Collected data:
------------------------------

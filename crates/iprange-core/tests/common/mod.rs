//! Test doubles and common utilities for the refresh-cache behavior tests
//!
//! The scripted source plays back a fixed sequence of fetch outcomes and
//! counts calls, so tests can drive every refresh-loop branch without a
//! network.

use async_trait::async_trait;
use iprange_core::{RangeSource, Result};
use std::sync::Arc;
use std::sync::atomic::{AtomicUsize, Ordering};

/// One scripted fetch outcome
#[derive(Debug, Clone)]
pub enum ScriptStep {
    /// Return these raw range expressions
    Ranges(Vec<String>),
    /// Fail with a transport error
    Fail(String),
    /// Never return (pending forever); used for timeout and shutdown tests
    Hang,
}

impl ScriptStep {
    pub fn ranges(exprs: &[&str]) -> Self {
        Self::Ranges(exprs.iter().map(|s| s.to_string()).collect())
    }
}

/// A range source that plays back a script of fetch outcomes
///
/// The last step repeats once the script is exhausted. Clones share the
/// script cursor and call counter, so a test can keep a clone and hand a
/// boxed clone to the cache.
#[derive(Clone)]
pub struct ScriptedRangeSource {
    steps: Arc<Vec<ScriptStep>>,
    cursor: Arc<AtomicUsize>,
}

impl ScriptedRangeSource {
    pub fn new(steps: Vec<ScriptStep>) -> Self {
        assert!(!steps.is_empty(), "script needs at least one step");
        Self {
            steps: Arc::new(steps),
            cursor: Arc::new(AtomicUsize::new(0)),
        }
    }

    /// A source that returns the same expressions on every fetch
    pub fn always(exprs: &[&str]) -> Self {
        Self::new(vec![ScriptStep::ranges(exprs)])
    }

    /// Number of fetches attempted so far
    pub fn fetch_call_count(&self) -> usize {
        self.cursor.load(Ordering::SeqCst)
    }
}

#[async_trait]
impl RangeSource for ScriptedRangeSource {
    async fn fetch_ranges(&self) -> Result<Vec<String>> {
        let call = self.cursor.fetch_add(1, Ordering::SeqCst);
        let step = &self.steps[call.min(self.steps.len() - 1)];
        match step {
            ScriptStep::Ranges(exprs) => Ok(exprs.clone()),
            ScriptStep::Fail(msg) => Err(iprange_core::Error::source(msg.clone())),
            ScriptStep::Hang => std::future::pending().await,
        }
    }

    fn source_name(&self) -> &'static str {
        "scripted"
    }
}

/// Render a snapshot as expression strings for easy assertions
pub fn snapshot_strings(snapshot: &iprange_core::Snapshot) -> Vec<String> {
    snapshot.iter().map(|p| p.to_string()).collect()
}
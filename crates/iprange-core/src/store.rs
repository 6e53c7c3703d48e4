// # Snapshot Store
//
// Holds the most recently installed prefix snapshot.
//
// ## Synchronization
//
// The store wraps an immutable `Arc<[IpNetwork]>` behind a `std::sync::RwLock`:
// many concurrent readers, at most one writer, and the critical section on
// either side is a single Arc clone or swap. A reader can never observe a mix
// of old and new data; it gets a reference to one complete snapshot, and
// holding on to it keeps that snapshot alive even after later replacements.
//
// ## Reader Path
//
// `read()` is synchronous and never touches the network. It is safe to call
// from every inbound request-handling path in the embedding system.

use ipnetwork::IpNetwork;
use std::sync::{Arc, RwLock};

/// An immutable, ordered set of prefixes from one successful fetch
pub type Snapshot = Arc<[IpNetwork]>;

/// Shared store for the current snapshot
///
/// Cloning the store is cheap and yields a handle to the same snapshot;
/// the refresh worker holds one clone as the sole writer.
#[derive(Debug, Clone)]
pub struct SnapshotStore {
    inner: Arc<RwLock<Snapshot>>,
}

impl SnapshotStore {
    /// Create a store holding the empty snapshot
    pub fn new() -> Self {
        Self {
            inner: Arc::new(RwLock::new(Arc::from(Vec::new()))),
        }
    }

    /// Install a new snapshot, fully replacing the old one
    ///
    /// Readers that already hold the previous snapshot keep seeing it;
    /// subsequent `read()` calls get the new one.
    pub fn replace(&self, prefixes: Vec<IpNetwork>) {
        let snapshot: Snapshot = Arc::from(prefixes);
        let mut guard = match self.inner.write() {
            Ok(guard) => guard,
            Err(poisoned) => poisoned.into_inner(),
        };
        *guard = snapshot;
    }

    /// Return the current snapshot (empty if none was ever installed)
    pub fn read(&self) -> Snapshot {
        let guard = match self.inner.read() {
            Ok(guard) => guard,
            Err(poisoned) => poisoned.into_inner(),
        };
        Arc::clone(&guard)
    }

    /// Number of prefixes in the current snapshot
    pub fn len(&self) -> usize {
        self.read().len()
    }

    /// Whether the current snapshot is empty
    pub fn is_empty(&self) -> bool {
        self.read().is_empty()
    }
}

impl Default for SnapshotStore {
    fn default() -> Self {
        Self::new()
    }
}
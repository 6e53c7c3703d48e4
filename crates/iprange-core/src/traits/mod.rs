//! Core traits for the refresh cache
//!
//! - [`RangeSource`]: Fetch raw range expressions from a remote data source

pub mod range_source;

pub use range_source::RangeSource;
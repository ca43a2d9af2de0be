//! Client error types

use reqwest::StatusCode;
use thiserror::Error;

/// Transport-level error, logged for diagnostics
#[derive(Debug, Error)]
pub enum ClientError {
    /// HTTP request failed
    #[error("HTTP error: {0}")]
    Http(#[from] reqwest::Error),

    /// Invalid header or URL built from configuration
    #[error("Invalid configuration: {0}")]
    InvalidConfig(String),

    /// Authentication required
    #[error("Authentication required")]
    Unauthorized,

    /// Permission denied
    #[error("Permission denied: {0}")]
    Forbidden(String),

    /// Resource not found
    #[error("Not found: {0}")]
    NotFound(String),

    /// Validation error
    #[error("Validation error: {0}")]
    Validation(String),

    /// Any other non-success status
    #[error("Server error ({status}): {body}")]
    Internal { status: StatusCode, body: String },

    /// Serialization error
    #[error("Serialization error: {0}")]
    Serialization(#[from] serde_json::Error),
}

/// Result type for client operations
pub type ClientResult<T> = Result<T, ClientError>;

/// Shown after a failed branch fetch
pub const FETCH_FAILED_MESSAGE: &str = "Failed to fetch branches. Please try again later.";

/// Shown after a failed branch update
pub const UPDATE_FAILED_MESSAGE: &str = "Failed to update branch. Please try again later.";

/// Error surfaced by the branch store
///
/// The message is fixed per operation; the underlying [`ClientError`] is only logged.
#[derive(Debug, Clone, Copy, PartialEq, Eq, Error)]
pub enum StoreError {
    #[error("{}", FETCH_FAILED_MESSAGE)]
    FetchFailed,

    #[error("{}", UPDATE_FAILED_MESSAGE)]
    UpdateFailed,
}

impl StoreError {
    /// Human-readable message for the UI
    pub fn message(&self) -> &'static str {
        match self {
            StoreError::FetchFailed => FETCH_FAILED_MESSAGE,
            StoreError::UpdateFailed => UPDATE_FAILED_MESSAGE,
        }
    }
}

------------------------------

> [Task to carry out]: Having read the entries, repeat them all exactly.

> [Your response]:
filename crates/iprange-core/tests/common/mod.rs
//! Test doubles and common utilities for the refresh-cache behavior tests
//!
//! The scripted source plays back a fixed sequence of fetch outcomes and
//! counts calls, so tests can drive every refresh-loop branch without a
//! network.

use async_trait::async_trait;
use iprange_core::{RangeSource, Result};
use std::sync::Arc;
use std::sync::atomic::{AtomicUsize, Ordering};

/// One scripted fetch outcome
#[derive(Debug, Clone)]
pub enum ScriptStep {
    /// Return these raw range expressions
    Ranges(Vec<String>),
    /// Fail with a transport error
    Fail(String),
    /// Never return (pending forever); used for timeout and shutdown tests
    Hang,
}

impl ScriptStep {
    pub fn ranges(exprs: &[&str]) -> Self {
        Self::Ranges(exprs.iter().map(|s| s.to_string()).collect())
    }
}

/// A range source that plays back a script of fetch outcomes
///
/// The last step repeats once the script is exhausted. Clones share the
/// script cursor and call counter, so a test can keep a clone and hand a
/// boxed clone to the cache.
#[derive(Clone)]
pub struct ScriptedRangeSource {
    steps: Arc<Vec<ScriptStep>>,
    cursor: Arc<AtomicUsize>,
}

impl ScriptedRangeSource {
    pub fn new(steps: Vec<ScriptStep>) -> Self {
        assert!(!steps.is_empty(), "script needs at least one step");
        Self {
            steps: Arc::new(steps),
            cursor: Arc::new(AtomicUsize::new(0)),
        }
    }

    /// A source that returns the same expressions on every fetch
    pub fn always(exprs: &[&str]) -> Self {
        Self::new(vec![ScriptStep::ranges(exprs)])
    }

    /// Number of fetches attempted so far
    pub fn fetch_call_count(&self) -> usize {
        self.cursor.load(Ordering::SeqCst)
    }
}

#[async_trait]
impl RangeSource for ScriptedRangeSource {
    async fn fetch_ranges(&self) -> Result<Vec<String>> {
        let call = self.cursor.fetch_add(1, Ordering::SeqCst);
        let step = &self.steps[call.min(self.steps.len() - 1)];
        match step {
            ScriptStep::Ranges(exprs) => Ok(exprs.clone()),
            ScriptStep::Fail(msg) => Err(iprange_core::Error::source(msg.clone())),
            ScriptStep::Hang => std::future::pending().await,
        }
    }

    fn source_name(&self) -> &'static str {
        "scripted"
    }
}

/// Render a snapshot as expression strings for easy assertions
pub fn snapshot_strings(snapshot: &iprange_core::Snapshot) -> Vec<String> {
    snapshot.iter().map(|p| p.to_string()).collect()
}
filename crates/iprange-core/src/store.rs
repository 6e53c7c3703d48e4
// # Snapshot Store
//
// Holds the most recently installed prefix snapshot.
//
// ## Synchronization
//
// The store wraps an immutable `Arc<[IpNetwork]>` behind a `std::sync::RwLock`:
// many concurrent readers, at most one writer, and the critical section on
// either side is a single Arc clone or swap. A reader can never observe a mix
// of old and new data; it gets a reference to one complete snapshot, and
// holding on to it keeps that snapshot alive even after later replacements.
//
// ## Reader Path
//
// `read()` is synchronous and never touches the network. It is safe to call
// from every inbound request-handling path in the embedding system.

use ipnetwork::IpNetwork;
use std::sync::{Arc, RwLock};

/// An immutable, ordered set of prefixes from one successful fetch
pub type Snapshot = Arc<[IpNetwork]>;

/// Shared store for the current snapshot
///
/// Cloning the store is cheap and yields a handle to the same snapshot;
/// the refresh worker holds one clone as the sole writer.
#[derive(Debug, Clone)]
pub struct SnapshotStore {
    inner: Arc<RwLock<Snapshot>>,
}

impl SnapshotStore {
    /// Create a store holding the empty snapshot
    pub fn new() -> Self {
        Self {
            inner: Arc::new(RwLock::new(Arc::from(Vec::new()))),
        }
    }

    /// Install a new snapshot, fully replacing the old one
    ///
    /// Readers that already hold the previous snapshot keep seeing it;
    /// subsequent `read()` calls get the new one.
    pub fn replace(&self, prefixes: Vec<IpNetwork>) {
        let snapshot: Snapshot = Arc::from(prefixes);
        let mut guard = match self.inner.write() {
            Ok(guard) => guard,
            Err(poisoned) => poisoned.into_inner(),
        };
        *guard = snapshot;
    }

    /// Return the current snapshot (empty if none was ever installed)
    pub fn read(&self) -> Snapshot {
        let guard = match self.inner.read() {
            Ok(guard) => guard,
            Err(poisoned) => poisoned.into_inner(),
        };
        Arc::clone(&guard)
    }

    /// Number of prefixes in the current snapshot
    pub fn len(&self) -> usize {
        self.read().len()
    }

    /// Whether the current snapshot is empty
    pub fn is_empty(&self) -> bool {
        self.read().is_empty()
    }
}

impl Default for SnapshotStore {
    fn default() -> Self {
        Self::new()
    }
}
repository 6e53c7c3703d48e4
filename crates/iprange-core/src/traits/mod.rs
//! Core traits for the refresh cache
//!
//! - [`RangeSource`]: Fetch raw range expressions from a remote data source

pub mod range_source;

pub use range_source::RangeSource;
repository ca43a2d9af2de0be
//! Client error types

use reqwest::StatusCode;
use thiserror::Error;

/// Transport-level error, logged for diagnostics
#[derive(Debug, Error)]
pub enum ClientError {
    /// HTTP request failed
    #[error("HTTP error: {0}")]
    Http(#[from] reqwest::Error),

    /// Invalid header or URL built from configuration
    #[error("Invalid configuration: {0}")]
    InvalidConfig(String),

    /// Authentication required
    #[error("Authentication required")]
    Unauthorized,

    /// Permission denied
    #[error("Permission denied: {0}")]
    Forbidden(String),

    /// Resource not found
    #[error("Not found: {0}")]
    NotFound(String),

    /// Validation error
    #[error("Validation error: {0}")]
    Validation(String),

    /// Any other non-success status
    #[error("Server error ({status}): {body}")]
    Internal { status: StatusCode, body: String },

    /// Serialization error
    #[error("Serialization error: {0}")]
    Serialization(#[from] serde_json::Error),
}

/// Result type for client operations
pub type ClientResult<T> = Result<T, ClientError>;

/// Shown after a failed branch fetch
pub const FETCH_FAILED_MESSAGE: &str = "Failed to fetch branches. Please try again later.";

/// Shown after a failed branch update
pub const UPDATE_FAILED_MESSAGE: &str = "Failed to update branch. Please try again later.";

/// Error surfaced by the branch store
///
/// The message is fixed per operation; the underlying [`ClientError`] is only logged.
#[derive(Debug, Clone, Copy, PartialEq, Eq, Error)]
pub enum StoreError {
    #[error("{}", FETCH_FAILED_MESSAGE)]
    FetchFailed,

    #[error("{}", UPDATE_FAILED_MESSAGE)]
    UpdateFailed,
}

impl StoreError {
    /// Human-readable message for the UI
    pub fn message(&self) -> &'static str {
        match self {
            StoreError::FetchFailed => FETCH_FAILED_MESSAGE,
            StoreError::UpdateFailed => UPDATE_FAILED_MESSAGE,
        }
    }
}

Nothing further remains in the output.